Print only the closing part of the entries. It starts at the line containing "Returns the value" and includes the final line, exactly as written.
-- Opening Marker --
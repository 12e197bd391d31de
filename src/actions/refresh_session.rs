use chrono::{Duration, Utc};

use crate::api::AuthApi;
use crate::events::{SessionEvent, dispatch};
use crate::jwt::SessionToken;
use crate::{ClientError, SecretString};

/// Configuration for session refresh.
#[derive(Debug, Clone)]
pub struct RefreshConfig {
    /// How long to wait for the refresh endpoint before giving up.
    ///
    /// Default: 5 seconds
    pub timeout: Duration,
}

impl Default for RefreshConfig {
    fn default() -> Self {
        Self {
            timeout: Duration::seconds(5),
        }
    }
}

impl RefreshConfig {
    pub fn from_timing(timing: &crate::config::SessionTiming) -> Self {
        Self {
            timeout: timing.refresh_timeout,
        }
    }
}

/// Exchanges the current token for a new one.
///
/// One attempt per call; retrying is left to the user.
pub struct RefreshSessionAction<A: AuthApi> {
    api: A,
    config: RefreshConfig,
}

impl<A: AuthApi> RefreshSessionAction<A> {
    pub fn new(api: A) -> Self {
        Self::with_config(api, RefreshConfig::default())
    }

    pub fn with_config(api: A, config: RefreshConfig) -> Self {
        RefreshSessionAction { api, config }
    }

    /// # Returns
    ///
    /// - `Ok(SessionToken)` - the new token, decoded
    /// - `Err(ClientError::RefreshTimeout)` - no answer within the timeout
    /// - `Err(_)` - the endpoint failed or returned an unreadable token
    #[cfg_attr(
        feature = "tracing",
        tracing::instrument(name = "refresh_session", skip_all, err)
    )]
    pub async fn execute(&self, current: &SecretString) -> Result<SessionToken, ClientError> {
        let result = self.request(current).await;

        match result {
            Ok(session) => {
                let expires_at = session.expires_at()?;
                dispatch(SessionEvent::SessionRefreshed {
                    expires_at,
                    at: Utc::now(),
                })
                .await;

                log::info!(
                    target: "grc_session",
                    "msg=\"session refreshed\" expires_at=\"{expires_at}\""
                );
                Ok(session)
            }
            Err(err) => {
                dispatch(SessionEvent::RefreshFailed {
                    reason: err.to_string(),
                    at: Utc::now(),
                })
                .await;

                log::warn!(
                    target: "grc_session",
                    "msg=\"session refresh failed\" error=\"{err}\""
                );
                Err(err)
            }
        }
    }

    async fn request(&self, current: &SecretString) -> Result<SessionToken, ClientError> {
        if current.is_empty() {
            return Err(ClientError::TokenMissing);
        }

        let timeout = self
            .config
            .timeout
            .to_std()
            .map_err(|e| ClientError::ConfigurationError(e.to_string()))?;

        let token = tokio::time::timeout(timeout, self.api.refresh(current))
            .await
            .map_err(|_| ClientError::RefreshTimeout)??;

        SessionToken::parse(token)
    }
}
//! Session storage trait.

use async_trait::async_trait;

use crate::ClientError;

/// Key/value store backing the persisted session.
///
/// Implementations provide different storage backends:
/// - [`InMemorySessionStorage`](super::InMemorySessionStorage): lives as long as the process
/// - [`FileSessionStorage`](super::FileSessionStorage): survives restarts
#[async_trait]
pub trait SessionStorage: Send + Sync {
    /// Returns the value stored under `key`.
    async fn get(&self, key: &str) -> Result<Option<String>, ClientError>;

    /// Stores `value` under `key`, replacing any previous value.
    async fn set(&self, key: &str, value: &str) -> Result<(), ClientError>;

    /// Removes `key`. Removing a missing key is not an error.
    async fn remove(&self, key: &str) -> Result<(), ClientError>;

    /// Removes every key.
    async fn clear(&self) -> Result<(), ClientError>;

    /// Returns true if `key` holds a value.
    async fn contains(&self, key: &str) -> Result<bool, ClientError> {
        Ok(self.get(key).await?.is_some())
    }
}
-- Closing Marker --
Solution to this exercise:
    /// Returns the value stored under `key`.
    async fn get(&self, key: &str) -> Result<Option<String>, ClientError>;

    /// Stores `value` under `key`, replacing any previous value.
    async fn set(&self, key: &str, value: &str) -> Result<(), ClientError>;

    /// Removes `key`. Removing a missing key is not an error.
    async fn remove(&self, key: &str) -> Result<(), ClientError>;

    /// Removes every key.
    async fn clear(&self) -> Result<(), ClientError>;

    /// Returns true if `key` holds a value.
    async fn contains(&self, key: &str) -> Result<bool, ClientError> {
        Ok(self.get(key).await?.is_some())
    }
}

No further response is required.